The 2019-20 NBA season was interrupted by coronavirus earlier this year and there was no NBA championship team crowned. Now, several NBA teams are in a “bubble” at a Walt Disney World campus in Orlando, Florida as the NBA tries to complete the 2019-20 NBA season under strange circumstances. Days ago, Los Angeles Clippers guard Lou Williams became the first NBA player guaranteed to miss an official NBA game for quarantine after originally leaving the NBA “bubble” for “excused personal reasons”. Williams was later found to be at an Atlanta strip club after attending a viewing for the death of a close family friend. He had to admit being at the strip club after Jack Harlow, a rapper, posted a picture of him and Williams, who was wearing an NBA-issued facemask, at the club on social media. Due to his actions, Lou Williams has to spend 10 days in quarantine instead of the four he would have received had he just attended the wake.

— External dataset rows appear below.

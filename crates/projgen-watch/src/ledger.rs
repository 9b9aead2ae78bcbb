//! Watch-time ledger and the 40-hour break gate.

use chrono::{DateTime, Utc};
use serde::{Deserialize, Serialize};
use tracing::debug;

/// Hours of watch time after which a break is suggested.
pub const BREAK_THRESHOLD_HOURS: f64 = 40.0;

/// Minutes in a runtime string such as `"120 min"`.
///
/// The first run of digits wins. `"N/A"`, empty strings and strings without
/// digits count as zero.
pub fn parse_runtime(runtime: &str) -> u32 {
    let digits: String = runtime
        .chars()
        .skip_while(|c| !c.is_ascii_digit())
        .take_while(char::is_ascii_digit)
        .collect();
    digits.parse().unwrap_or(0)
}

#[derive(Debug, Clone, PartialEq, Serialize, Deserialize)]
pub struct WatchedMovie {
    pub imdb_id: String,
    pub title: String,
    /// Runtime as reported by the catalog, e.g. `"142 min"`.
    pub runtime: String,
    pub runtime_minutes: u32,
    pub watched_at: DateTime<Utc>,
}

impl WatchedMovie {
    pub fn new(
        imdb_id: impl Into<String>,
        title: impl Into<String>,
        runtime: impl Into<String>,
        watched_at: DateTime<Utc>,
    ) -> Self {
        let runtime = runtime.into();
        Self {
            imdb_id: imdb_id.into(),
            title: title.into(),
            runtime_minutes: parse_runtime(&runtime),
            runtime,
            watched_at,
        }
    }
}

/// Movies marked as watched, in the order they were marked.
#[derive(Debug, Clone, Default, PartialEq, Serialize, Deserialize)]
#[serde(transparent)]
pub struct WatchLedger {
    movies: Vec<WatchedMovie>,
}

impl WatchLedger {
    pub fn new() -> Self {
        Self::default()
    }

    /// Record a movie. Returns false when the id is already in the ledger.
    pub fn mark_watched(&mut self, movie: WatchedMovie) -> bool {
        if self.is_watched(&movie.imdb_id) {
            debug!(imdb_id = %movie.imdb_id, "Already watched");
            return false;
        }
        debug!(imdb_id = %movie.imdb_id, minutes = movie.runtime_minutes, "Marked watched");
        self.movies.push(movie);
        true
    }

    /// Remove a movie. Returns false when it was not in the ledger.
    pub fn unmark_watched(&mut self, imdb_id: &str) -> bool {
        let before = self.movies.len();
        self.movies.retain(|m| m.imdb_id != imdb_id);
        self.movies.len() != before
    }

    pub fn is_watched(&self, imdb_id: &str) -> bool {
        self.movies.iter().any(|m| m.imdb_id == imdb_id)
    }

    pub fn movies(&self) -> &[WatchedMovie] {
        &self.movies
    }

    pub fn len(&self) -> usize {
        self.movies.len()
    }

    pub fn is_empty(&self) -> bool {
        self.movies.is_empty()
    }

    pub fn total_minutes(&self) -> u32 {
        self.movies.iter().map(|m| m.runtime_minutes).sum()
    }

    /// Total hours rounded to one decimal.
    pub fn total_hours(&self) -> f64 {
        (f64::from(self.total_minutes()) / 60.0 * 10.0).round() / 10.0
    }

    /// Whole hours and leftover minutes.
    pub fn hours_minutes(&self) -> (u32, u32) {
        let total = self.total_minutes();
        (total / 60, total % 60)
    }

    /// Progress towards the break threshold, capped at 100.
    pub fn break_progress_percent(&self) -> f64 {
        (self.total_hours() / BREAK_THRESHOLD_HOURS * 100.0).min(100.0)
    }

    pub fn break_due(&self) -> bool {
        self.total_hours() >= BREAK_THRESHOLD_HOURS
    }

    pub fn hours_until_break(&self) -> f64 {
        (BREAK_THRESHOLD_HOURS - self.total_hours()).max(0.0)
    }

    /// Up to `limit` titles, most recently watched first.
    pub fn recent_titles(&self, limit: usize) -> Vec<&str> {
        self.movies
            .iter()
            .rev()
            .take(limit)
            .map(|m| m.title.as_str())
            .collect()
    }

    pub fn reset(&mut self) {
        self.movies.clear();
    }
}
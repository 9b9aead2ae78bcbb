//! The four milestone guides and their supporting documents.

use crate::document::DocumentTemplate;

pub static DOCUMENTS: &[DocumentTemplate] = &[
    DocumentTemplate {
        path: "milestone/Milestone1/m1.md",
        source: include_str!("templates/milestone/m1.md"),
    },
    DocumentTemplate {
        path: "milestone/Milestone2/m2.md",
        source: include_str!("templates/milestone/m2.md"),
    },
    DocumentTemplate {
        path: "milestone/Milestone3/m3.md",
        source: include_str!("templates/milestone/m3.md"),
    },
    DocumentTemplate {
        path: "milestone/Milestone4/m4.md",
        source: include_str!("templates/milestone/m4.md"),
    },
    DocumentTemplate {
        path: "02-wireframes-overview.md",
        source: include_str!("templates/milestone/02-wireframes-overview.md"),
    },
    DocumentTemplate {
        path: "03-trello-project-board-guide.md",
        source: include_str!("templates/milestone/03-trello-project-board-guide.md"),
    },
    DocumentTemplate {
        path: "04-SETUP_INSTRUCTIONS.md",
        source: include_str!("templates/milestone/04-SETUP_INSTRUCTIONS.md"),
    },
];
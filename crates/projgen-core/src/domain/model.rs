//! Domain profile types.

use serde::Serialize;

/// Sentinel data source meaning the project keeps everything in local storage.
pub const NO_EXTERNAL_SOURCE: &str = "No external API (local storage)";

/// An existing product the students compare their solution against.
#[derive(Debug, Clone, Copy, PartialEq, Eq, Serialize)]
pub struct CompetingSolution {
    pub name: &'static str,
    pub pros: &'static str,
    pub cons: &'static str,
}

/// A project domain from the fixed catalog.
///
/// Ordered lists are significant: templates prefer the first entries of
/// `core_features`, and `target_users` runs primary, secondary, tertiary.
#[derive(Debug, Clone, Copy, PartialEq, Eq, Serialize)]
pub struct DomainProfile {
    pub name: &'static str,
    /// Matched as substrings of the lower-cased topic. Not used downstream.
    #[serde(skip)]
    pub keywords: &'static [&'static str],
    pub suggested_data_sources: &'static [&'static str],
    pub core_features: &'static [&'static str],
    pub data_models: &'static [&'static str],
    pub target_users: &'static [&'static str],
    pub problem_context: &'static str,
    pub pain_points: &'static [&'static str],
    pub competing_solutions: &'static [CompetingSolution],
}

/// A user story derived from a core feature.
#[derive(Debug, Clone, PartialEq, Eq, Serialize)]
pub struct UserStory {
    pub id: usize,
    pub story: String,
    pub priority: &'static str,
    pub milestone: u8,
}

impl DomainProfile {
    /// First suggested data source, or the local-storage sentinel.
    pub fn primary_data_source(&self) -> &'static str {
        self.suggested_data_sources
            .first()
            .copied()
            .unwrap_or(NO_EXTERNAL_SOURCE)
    }

    /// Whether the project talks to a live third-party API.
    pub fn has_external_source(&self) -> bool {
        self.primary_data_source() != NO_EXTERNAL_SOURCE
    }

    /// One user story per core feature, told from the primary persona's view.
    pub fn user_stories(&self) -> Vec<UserStory> {
        let persona = self.target_users.first().copied().unwrap_or("users");
        self.core_features
            .iter()
            .enumerate()
            .map(|(i, feature)| UserStory {
                id: i + 1,
                story: format!(
                    "As a {}, I want to {} so that I can find information quickly",
                    persona, feature
                ),
                priority: if i < 3 { "high" } else { "medium" },
                milestone: if i < 2 { 2 } else { 3 },
            })
            .collect()
    }
}

/// Longer description of a target-user persona, used in the problem statement.
pub fn persona_description(user: &str) -> &'static str {
    match user {
        "casual viewers" => "who want quick access to movie information without the overhead of complex applications",
        "film enthusiasts" => "who are passionate about movies and want to discover and organize their watchlist",
        "researchers" => "doing film-related projects who need quick access to movie data",
        "home cooks" => "who want to find and save recipes quickly without navigating cluttered websites",
        "food enthusiasts" => "who enjoy discovering new recipes and organizing their favorites",
        "meal planners" => "who need to plan weekly meals and grocery lists efficiently",
        "travelers" => "who need quick weather information for trip planning",
        "outdoor enthusiasts" => "who rely on accurate weather forecasts for activities",
        "general public" => "who need simple, fast access to weather information",
        "music lovers" => "who want to discover and organize their favorite tracks",
        "collectors" => "who maintain extensive music libraries and playlists",
        "casual listeners" => "who want simple music discovery without complex streaming services",
        "readers" => "who want to discover and track books without complex platforms",
        "students" => "who need to manage reading lists for courses",
        "book clubs" => "who coordinate reading schedules and discussions",
        "fitness enthusiasts" => "who want to track workouts and progress",
        "beginners" => "who are starting their fitness journey and need simple tools",
        "trainers" => "who create workout plans for clients",
        "budget-conscious users" => "who want to track spending without linking bank accounts",
        "families" => "who manage household budgets together",
        "professionals" => "who manage tasks and projects efficiently",
        "busy individuals" => "who need simple task management without complexity",
        _ => "who need this solution",
    }
}

/// Explain why a competing solution falls short, keyed on its weaknesses.
pub fn why_reason(cons: &str) -> &'static str {
    const REASONS: &[(&str, &str)] = &[
        ("requires login", "Creates unnecessary barriers to entry"),
        ("ad-heavy", "Prioritizes monetization over user experience"),
        ("slow", "Poor technical optimization"),
        ("complex", "Overwhelming feature set for casual users"),
        ("expensive", "Business model not aligned with target users"),
    ];

    let cons = cons.to_lowercase();
    REASONS
        .iter()
        .find(|(key, _)| cons.contains(key))
        .map(|(_, reason)| *reason)
        .unwrap_or("Not optimized for target user segment")
}

/// Sign-up page for a known data source.
pub fn data_source_signup_url(source: &str) -> &'static str {
    match source {
        "OMDb API" => "http://www.omdbapi.com/apikey.aspx",
        "TMDb API" => "https://www.themoviedb.org/settings/api",
        "Spoonacular API" => "https://spoonacular.com/food-api",
        "OpenWeather API" => "https://openweathermap.org/api",
        "Spotify API" => "https://developer.spotify.com/",
        "Google Books API" => "https://developers.google.com/books",
        "ExerciseDB API" => "https://rapidapi.com/justin-WFnsXH_t6/api/exercisedb",
        _ => "https://api-provider.com/signup",
    }
}
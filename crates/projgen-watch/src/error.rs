//! Error types for the watch tracker.

use std::path::PathBuf;
use thiserror::Error;

#[derive(Error, Debug)]
pub enum WatchError {
    #[error("Break recommendations unlock at {threshold} hours, {hours:.1} watched so far")]
    BreakNotDue { hours: f64, threshold: f64 },

    #[error("{0} is not set")]
    MissingApiKey(&'static str),

    #[error("Movie not found: {0}")]
    MovieNotFound(String),

    #[error("API error: {0}")]
    Api(String),

    #[error("HTTP error: {0}")]
    Http(#[from] reqwest::Error),

    #[error("Failed to access {path}: {source}")]
    Io {
        path: PathBuf,
        #[source]
        source: std::io::Error,
    },

    #[error("JSON error: {0}")]
    Json(#[from] serde_json::Error),
}

pub type WatchResult<T> = Result<T, WatchError>;

impl WatchError {
    pub fn api(msg: impl Into<String>) -> Self {
        Self::Api(msg.into())
    }

    pub fn io(path: impl Into<PathBuf>, source: std::io::Error) -> Self {
        Self::Io {
            path: path.into(),
            source,
        }
    }
}
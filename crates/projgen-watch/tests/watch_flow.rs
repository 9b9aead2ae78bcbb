use chrono::{TimeZone, Utc};
use projgen_watch::advisor::{build_request, ensure_break_due};
use projgen_watch::omdb::parse_movie;
use projgen_watch::{Location, WatchError, WatchStore};
use serde_json::json;

fn omdb_body(id: &str, title: &str, runtime: &str) -> serde_json::Value {
    json!({ "imdbID": id, "Title": title, "Runtime": runtime, "Response": "True" })
}

#[test]
fn ledger_survives_restarts_until_break() {
    let dir = tempfile::tempdir().unwrap();
    let store = WatchStore::new(dir.path());
    let at = Utc.with_ymd_and_hms(2025, 5, 1, 21, 0, 0).unwrap();

    for i in 0..16 {
        let movie = parse_movie("id", omdb_body(&format!("tt{i:07}"), &format!("Epic {i}"), "150 min")).unwrap();
        let mut ledger = store.load_ledger().unwrap();
        ledger.mark_watched(movie.to_watched(at));
        store.save_ledger(&ledger).unwrap();
    }

    let ledger = store.load_ledger().unwrap();
    assert_eq!(ledger.len(), 16);
    assert_eq!(ledger.total_minutes(), 2400);
    assert!(ledger.break_due());
    ensure_break_due(&ledger).unwrap();

    let request = build_request(&ledger, Location { latitude: 51.5, longitude: -0.12 });
    assert!(request.messages[1].content.contains("Epic 15"));

    let mut ledger = ledger;
    ledger.reset();
    store.save_ledger(&ledger).unwrap();
    assert!(matches!(
        ensure_break_due(&store.load_ledger().unwrap()),
        Err(WatchError::BreakNotDue { .. })
    ));
}

#[test]
fn favorites_toggle_persists() {
    let dir = tempfile::tempdir().unwrap();
    let store = WatchStore::new(dir.path());
    let movie = parse_movie("tt0111161", omdb_body("tt0111161", "The Shawshank Redemption", "142 min")).unwrap();

    let mut favorites = store.load_favorites().unwrap();
    assert!(favorites.toggle(movie.to_favorite()));
    store.save_favorites(&favorites).unwrap();

    let mut favorites = store.load_favorites().unwrap();
    assert!(favorites.contains("tt0111161"));
    assert!(!favorites.toggle(movie.to_favorite()));
    store.save_favorites(&favorites).unwrap();
    assert!(store.load_favorites().unwrap().is_empty());
}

lou williams strip club visit

For the upcoming 2020 NFL season, the National Football League has a bigger challenge of making sure that its athletes do not contract coronavirus and bring it back to their teams and potentially sideline multiple players on a sports team and derail a season. NFL teams are significantly larger than NBA teams and the NFL will not have a “bubble” or campus to limit the distances of their athletes, coaches, and employees during the season. After some unsettling moments, the NFL and the NFL Players Association came to an agreement regarding NFL’s safety protocols for the coronavirus. NFL players are giving up some notable things in their “free” time in order to try to limit the risk of coronavirus.

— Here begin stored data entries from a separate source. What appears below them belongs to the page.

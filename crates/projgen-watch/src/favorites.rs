//! Favorite movies.

use serde::{Deserialize, Serialize};

#[derive(Debug, Clone, PartialEq, Eq, Serialize, Deserialize)]
pub struct FavoriteMovie {
    pub imdb_id: String,
    pub title: String,
}

/// Favorites in the order they were added, unique by IMDb id.
#[derive(Debug, Clone, Default, PartialEq, Eq, Serialize, Deserialize)]
#[serde(transparent)]
pub struct Favorites {
    items: Vec<FavoriteMovie>,
}

impl Favorites {
    pub fn new() -> Self {
        Self::default()
    }

    /// Returns false when the movie is already a favorite.
    pub fn add(&mut self, movie: FavoriteMovie) -> bool {
        if self.contains(&movie.imdb_id) {
            return false;
        }
        self.items.push(movie);
        true
    }

    pub fn remove(&mut self, imdb_id: &str) -> bool {
        let before = self.items.len();
        self.items.retain(|m| m.imdb_id != imdb_id);
        self.items.len() != before
    }

    /// Add or remove. Returns whether the movie is a favorite afterwards.
    pub fn toggle(&mut self, movie: FavoriteMovie) -> bool {
        if self.remove(&movie.imdb_id) {
            false
        } else {
            self.items.push(movie);
            true
        }
    }

    pub fn contains(&self, imdb_id: &str) -> bool {
        self.items.iter().any(|m| m.imdb_id == imdb_id)
    }

    pub fn list(&self) -> &[FavoriteMovie] {
        &self.items
    }

    pub fn len(&self) -> usize {
        self.items.len()
    }

    pub fn is_empty(&self) -> bool {
        self.items.is_empty()
    }
}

The NFL and the NFL Players Association wants to eliminate “high-risk” activities of NFL players off the field. Per the memo, the NFL defines “high-risk” conduct as attending: an indoor nightclub with more than 15 people, an indoor bar with more than 15 people, other than to pick up food, an indoor house party with more than 15 people, an indoor music concert/entertainment event with more than 15 people, a professional sporting event, other than applicable NFL games or events, with more than 15 people, and an indoor religious service attended by more than 25% of a venue’s capacity. Accordingly, NFL players could face discipline, including fines, for conduct detrimental to the team if they are found to have contracted COVID-19 through reckless activity away from their NFL facility.

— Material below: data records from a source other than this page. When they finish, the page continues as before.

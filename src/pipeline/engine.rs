// src/pipeline/engine.rs

//! The crawl engine.
//!
//! One run walks every course listed on the current page, opens each item
//! not captured yet, and merges what it reads into the stored snapshot.
//! Everything happens sequentially in the single browsing context.
//!
//! Failures are contained at three levels: an item failure skips the item,
//! a course failure skips the course, a run failure ends the run. Whatever
//! happens, the context is sent back to the page the run started from.

use std::sync::Arc;

use chrono::{Local, Utc};
use serde::Serialize;
use serde_json::json;

use crate::error::{AppError, Result};
use crate::models::{
    AggregatedSnapshot, CompiledSelectors, Config, Course, IdentityKey, ItemRecord, ItemSummary,
    ItemType, RunStatus,
};
use crate::pipeline::store::AggregationStore;
use crate::services::navigator::{BrowsingContext, Navigator};
use crate::services::reader;
use crate::services::reporter::StatusReporter;
use crate::storage::{self, KeyValueStore};

/// Counters and advisories from one run.
#[derive(Debug, Default, Clone, Serialize)]
pub struct RunReport {
    pub courses_total: usize,
    pub courses_failed: usize,
    pub items_captured: usize,
    pub items_skipped: usize,
    pub items_failed: usize,
    /// Records removed by the closing dedupe pass
    pub records_dropped: usize,
    pub warnings: Vec<String>,
}

/// Selectors the engine waits on.
struct WaitTargets {
    listing: String,
    announcement: String,
    assignment: String,
}

/// Drives aggregation runs over one browsing context.
pub struct AggregationEngine {
    navigator: Navigator,
    store: Arc<dyn KeyValueStore>,
    reporter: StatusReporter,
    selectors: CompiledSelectors,
    waits: WaitTargets,
}

impl AggregationEngine {
    pub fn new(
        context: Arc<dyn BrowsingContext>,
        store: Arc<dyn KeyValueStore>,
        config: &Config,
    ) -> Result<Self> {
        let selectors = config.selectors.compile()?;
        Ok(Self {
            navigator: Navigator::new(context, &config.navigation),
            reporter: StatusReporter::new(store.clone(), config.logging.max_entries),
            store,
            selectors,
            waits: WaitTargets {
                listing: config.selectors.course_items.container.clone(),
                announcement: config.selectors.announcement_details.body.clone(),
                assignment: config
                    .selectors
                    .assignment_details
                    .instructions_container
                    .clone(),
            },
        })
    }

    /// The reporter runs log through; share it with other writers.
    pub fn reporter(&self) -> &StatusReporter {
        &self.reporter
    }

    /// URL of the page the context currently shows.
    pub async fn current_url(&self) -> Result<String> {
        self.navigator.current_url().await
    }

    /// Run one aggregation.
    ///
    /// The outcome is also reflected in the status cell. The context is
    /// returned to the starting page last, whether the run succeeded or not.
    pub async fn run(&self) -> Result<RunReport> {
        let origin = match self.navigator.current_url().await {
            Ok(url) => url,
            Err(e) => {
                self.reporter
                    .error("RUN_AGGREGATION_FAILED", json!({ "error": e.to_string() }))
                    .await;
                self.reporter
                    .set_status(RunStatus::error(format!("Error: {e}")))
                    .await;
                return Err(e);
            }
        };

        self.reporter
            .info("RUN_AGGREGATION_START", json!({ "originalUrl": origin }))
            .await;

        let outcome = self.aggregate().await;
        match &outcome {
            Ok(_) => {
                let stamp = Local::now().format("%Y-%m-%d %H:%M:%S").to_string();
                self.reporter
                    .set_status(RunStatus::idle(format!("Sync complete! Last updated: {stamp}")))
                    .await;
            }
            Err(e) => {
                self.reporter
                    .error(
                        "RUN_AGGREGATION_FAILED",
                        json!({ "error": e.to_string(), "scope": format!("{:?}", e.scope()) }),
                    )
                    .await;
                self.reporter
                    .set_status(RunStatus::error(format!("Error: {e}")))
                    .await;
            }
        }

        self.reporter
            .info("NAVIGATING_BACK_TO_ORIGINAL_URL", json!({ "url": origin }))
            .await;
        if let Err(e) = self.navigator.load_and_await_complete(&origin).await {
            self.reporter
                .error(
                    "RESTORE_ORIGIN_FAILED",
                    json!({ "url": origin, "error": e.to_string() }),
                )
                .await;
        }

        outcome
    }

    /// Traverse, merge and persist. Errors returned here end the run.
    async fn aggregate(&self) -> Result<RunReport> {
        self.reporter
            .set_status(RunStatus::running("Starting sync: reading the course list..."))
            .await;

        let courses = self
            .navigator
            .run_in_page(|page| reader::extract_courses(page, &self.selectors))
            .await?;
        if courses.is_empty() {
            return Err(AppError::NoCourses);
        }
        self.reporter
            .success("EXTRACTED_COURSES", json!({ "count": courses.len() }))
            .await;

        let existing = storage::load_snapshot(self.store.as_ref())
            .await
            .map_err(|e| match e {
                AppError::SnapshotUnreadable(_) => e,
                other => AppError::SnapshotUnreadable(other.to_string()),
            })?;

        let (snapshot, report) = self.collect(&courses, existing).await;
        self.reporter
            .success(
                "AGGREGATION_COMPLETE",
                json!({
                    "announcements": snapshot.announcements.len(),
                    "assignments": snapshot.assignments.len(),
                    "others": snapshot.others.len(),
                    "itemsCaptured": report.items_captured,
                    "itemsSkipped": report.items_skipped,
                    "itemsFailed": report.items_failed,
                    "coursesFailed": report.courses_failed,
                }),
            )
            .await;

        storage::save_snapshot(self.store.as_ref(), &snapshot).await?;
        Ok(report)
    }

    /// Visit every course, merging into `existing`. Never fails as a whole.
    async fn collect(
        &self,
        courses: &[Course],
        existing: AggregatedSnapshot,
    ) -> (AggregatedSnapshot, RunReport) {
        let mut store = AggregationStore::seed(existing);
        let mut report = RunReport {
            courses_total: courses.len(),
            ..RunReport::default()
        };

        for course in courses {
            if let Err(e) = self.process_course(course, &mut store, &mut report).await {
                report.courses_failed += 1;
                self.reporter
                    .error(
                        "COURSE_PROCESSING_FAILED",
                        json!({ "courseName": course.name, "error": e.to_string() }),
                    )
                    .await;
            }
        }

        let (snapshot, dropped) = store.finish(Utc::now());
        report.records_dropped = dropped;
        (snapshot, report)
    }

    async fn process_course(
        &self,
        course: &Course,
        store: &mut AggregationStore,
        report: &mut RunReport,
    ) -> Result<()> {
        store.register_course(&course.name);
        self.reporter
            .set_status(RunStatus::running(format!(
                "Processing course: {}",
                course.name
            )))
            .await;
        self.reporter
            .info(
                "PROCESSING_COURSE",
                json!({ "courseName": course.name, "url": course.url }),
            )
            .await;

        self.navigator.load_and_await_complete(&course.url).await?;
        if !self.wait_for(&self.waits.listing).await {
            return Err(AppError::CourseTimeout {
                course: course.name.clone(),
                selector: self.waits.listing.clone(),
            });
        }

        let items = self
            .navigator
            .run_in_page(|page| reader::extract_course_items(page, &self.selectors))
            .await?;
        self.reporter
            .info(
                "EXTRACTED_COURSE_ITEMS",
                json!({ "courseName": course.name, "count": items.len() }),
            )
            .await;

        let mut listing_stale = false;
        for (index, item) in items.iter().enumerate() {
            let key = IdentityKey::new(item.kind, course.name.as_str(), item.title.as_str());
            if store.contains(&key) {
                report.items_skipped += 1;
                self.reporter
                    .info(
                        "ITEM_SKIPPED_ALREADY_EXISTS",
                        json!({ "courseName": course.name, "itemTitle": item.title, "type": item.kind }),
                    )
                    .await;
                continue;
            }

            let mut detail_entered = false;
            let outcome = self
                .process_item(course, item, index + 1, &mut listing_stale, &mut detail_entered)
                .await;
            match outcome {
                Ok(record) => {
                    store.append(record);
                    report.items_captured += 1;
                    self.reporter
                        .success(
                            "EXTRACTED_ITEM_DETAILS",
                            json!({ "courseName": course.name, "itemTitle": item.title, "type": item.kind }),
                        )
                        .await;
                }
                Err(e) => {
                    report.items_failed += 1;
                    self.reporter
                        .error(
                            "ITEM_PROCESSING_FAILED",
                            json!({
                                "courseName": course.name,
                                "itemTitle": item.title,
                                "error": e.to_string(),
                            }),
                        )
                        .await;
                }
            }

            if detail_entered {
                match self.return_to_listing(course).await {
                    Ok(()) => listing_stale = false,
                    Err(e) => {
                        listing_stale = true;
                        report.warnings.push(e.to_string());
                        self.reporter
                            .warn(
                                "RETURN_TO_COURSE_FAILED",
                                json!({ "courseName": course.name, "error": e.to_string() }),
                            )
                            .await;
                    }
                }
            }
        }
        Ok(())
    }

    /// Capture one item.
    ///
    /// `detail_entered` is set once a click may have left the listing, so
    /// the caller knows to go back even when this fails.
    async fn process_item(
        &self,
        course: &Course,
        item: &ItemSummary,
        position: usize,
        listing_stale: &mut bool,
        detail_entered: &mut bool,
    ) -> Result<ItemRecord> {
        self.reporter
            .set_status(RunStatus::running(format!(
                "Processing: {} > {}",
                course.name, item.title
            )))
            .await;
        self.reporter
            .info(
                "PROCESSING_ITEM",
                json!({
                    "courseName": course.name,
                    "itemTitle": item.title,
                    "type": item.kind,
                    "position": position,
                }),
            )
            .await;

        let detail_selector = match item.kind {
            ItemType::Other => return Ok(ItemRecord::other(&course.name, item)),
            ItemType::Announcement => &self.waits.announcement,
            ItemType::Assignment => &self.waits.assignment,
        };

        if *listing_stale {
            self.return_to_listing(course)
                .await
                .map_err(|_| AppError::ListingUnavailable {
                    course: course.name.clone(),
                })?;
            *listing_stale = false;
            self.reporter
                .info("LISTING_RECOVERED", json!({ "courseName": course.name }))
                .await;
        }

        *detail_entered = true;
        if !self.navigator.click(&item.handle).await? {
            *detail_entered = false;
            return Err(AppError::InteractionTarget {
                selector: item.handle.clone(),
            });
        }

        if !self.wait_for(detail_selector).await {
            return Err(AppError::DetailTimeout {
                title: item.title.clone(),
                selector: detail_selector.clone(),
            });
        }

        if item.kind == ItemType::Announcement {
            let detail = self
                .navigator
                .run_in_page(|page| reader::extract_announcement_detail(page, &self.selectors))
                .await?;
            Ok(ItemRecord::announcement(&course.name, item, detail))
        } else {
            let detail = self
                .navigator
                .run_in_page(|page| reader::extract_assignment_detail(page, &self.selectors))
                .await?;
            Ok(ItemRecord::assignment(&course.name, item, detail))
        }
    }

    /// Reload the course page and wait for its listing.
    async fn return_to_listing(&self, course: &Course) -> Result<()> {
        self.navigator
            .load_and_await_complete(&course.url)
            .await
            .map_err(|e| AppError::return_to_listing(&course.name, e))?;
        if !self.wait_for(&self.waits.listing).await {
            return Err(AppError::return_to_listing(
                &course.name,
                format!("{} did not appear", self.waits.listing),
            ));
        }
        Ok(())
    }

    /// Bounded wait for `selector`, logged either way.
    async fn wait_for(&self, selector: &str) -> bool {
        self.reporter
            .info("WAIT_FOR_ELEMENT", json!({ "selector": selector }))
            .await;
        let found = self.navigator.await_element_present(selector).await;
        if found {
            self.reporter
                .success("ELEMENT_FOUND", json!({ "selector": selector }))
                .await;
        } else {
            self.reporter
                .error("WAIT_FOR_ELEMENT_TIMEOUT", json!({ "selector": selector }))
                .await;
        }
        found
    }
}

It is definitely fascinating that the NFLPA made so many concessions restricting what NFL players can do in their spare time but they ultimately realize that COVID-19 has changed how many people operate and the greater “good” for the NFL is to complete the 2020 NFL season and collect on the tons and tons of money from TV contracts and other sources. Capitalism is speaking loudly regarding the return of professional sports leagues. Athletes and their actions are even more under the public eye than usual due to the coronavirus pandemic.